The most critical difference, however, lies in the manufacturing strategies. Caballero et al focused on increasing the proportion of less differentiated memory T cells in the infusion product. This was achieved by incorporating interleukin-7 (IL-7), IL-15, and IL-21 cytokines during manufacturing, to enrich memory stem and central memory T cells. Additionally, the use of the CliniMACS Prodigy platform enabled a shorter manufacturing process that avoided cryopreservation, resulting in an impressive vein-to-vein time of just 11 days. The final product demonstrated a less differentiated T-cell phenotype and molecular signature, characterized by high expression of genes associated with T-cell stemness and memory. Functionally, this resulted in a higher number of early memory CAR30⁺ T cells at peak CAR-T expansion and long-term persistence, with CAR30⁺ T cells detected in 3 of 5 patients at 1 year post infusion.
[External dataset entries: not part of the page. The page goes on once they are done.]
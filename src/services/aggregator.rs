/// Rep Aggregation
///
/// Folds per-rep metric scores into one overall score per metric: rounded
/// mean score, summary taken from the median rep, issue frames concatenated
/// in rep order.

use std::collections::BTreeMap;

use crate::models::{MetricKind, MetricScore, Rating, RepData};

/// Overall score for every metric present in the reps
pub fn aggregate(reps: &[RepData]) -> BTreeMap<MetricKind, MetricScore> {
    MetricKind::ALL
        .iter()
        .filter_map(|&kind| aggregate_metric(kind, reps).map(|score| (kind, score)))
        .collect()
}

/// Overall score for one metric, `None` if no rep carries it
pub fn aggregate_metric(kind: MetricKind, reps: &[RepData]) -> Option<MetricScore> {
    let scores: Vec<&MetricScore> = reps.iter().filter_map(|r| r.metric(kind)).collect();
    if scores.is_empty() {
        return None;
    }

    let total: u32 = scores.iter().map(|s| u32::from(s.score)).sum();
    let mean = f64::from(total) / scores.len() as f64;
    let score = crate::services::geometry::clamp_score(mean);

    let mut ranked = scores.clone();
    ranked.sort_by_key(|s| s.score);
    let median = ranked[(ranked.len() - 1) / 2];

    let mut summary = median.summary.clone();
    if scores.len() > 1 {
        let good = scores.iter().filter(|s| s.is_good()).count();
        summary.push_str(&format!(" ({good}/{} reps scored good)", scores.len()));
    }

    // Not deduplicated: shared boundary frames may appear twice
    let issue_frames = scores.iter().flat_map(|s| s.issue_frames.iter().copied()).collect();

    Some(MetricScore {
        score,
        rating: Rating::from_score(score),
        summary,
        issue_frames,
        confidence: median.confidence,
    })
}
The shorter production time offers several advantages, including reduced need for bridging therapies and lower risk of disease progression during manufacturing. However, the infusion of fresh products introduces logistical challenges, particularly scalability and timing of lymphodepletion. Initiation of lymphodepletion before completing manufacturing risks leaving patients exposed to immunosuppressive lymphodepletion without CAR-T infusion. Fortunately, only 1 patient in this study had a production failure. Larger studies will be needed to assess the feasibility of this approach on a large scale. The use of the CliniMACS Prodigy system may facilitate such studies, enabling a decentralized process and thus improving accessibility. However, a centralized quality control system may still be necessary to harmonize products across centers.

Although the results of this phase 1 trial are encouraging, particularly in HL, longer follow-up and a larger sample size are needed to determine whether HSP-CAR30 promotes more durable remissions compared with prior CD30.CAR products. Mechanisms of resistance of CD30.CAR remain an open question. Most patients relapsing post-CD30 CAR-T retain CD30 expression in their tumor,^4,6 suggesting that antigen escape is not a predominant mechanism of resistance. The superior performance of these less differentiated cells may stem from additional inherent properties. Understanding these mechanisms will be critical for developing strategies to extend remissions. Future studies should also explore combination therapies (eg, with PD1 inhibitors) or multiple infusions. Consolidation strategies, perhaps with the integration of biomarkers such as circulating tumor DNA, may help refine therapeutic approaches. Still, the optimization of the infusion product remains key.

Finally, this study reinforces the need for more effective therapies for patients with T-cell lymphoma. In this trial, neither of the 2 treated patients with T-cell lymphoma achieved a CR, and both passed away less than 1 year after treatment. This high-risk population has consistently posed challenges, with inferior outcomes. Even with a more optimized manufacturing process, additional therapeutic strategies may be required to improve outcomes in T-cell lymphoma.

Conflict-of-interest disclosure: N.S.G. has received research funding from Cabaletta, Bristol Myers Squibb, Affimed, Regeneron, and Poseida, and has received honoraria from Novartis, Bristol Myers Squibb, ADC Therapeutics, Regeneron, and Genentech. B.S. declares no competing financial interests.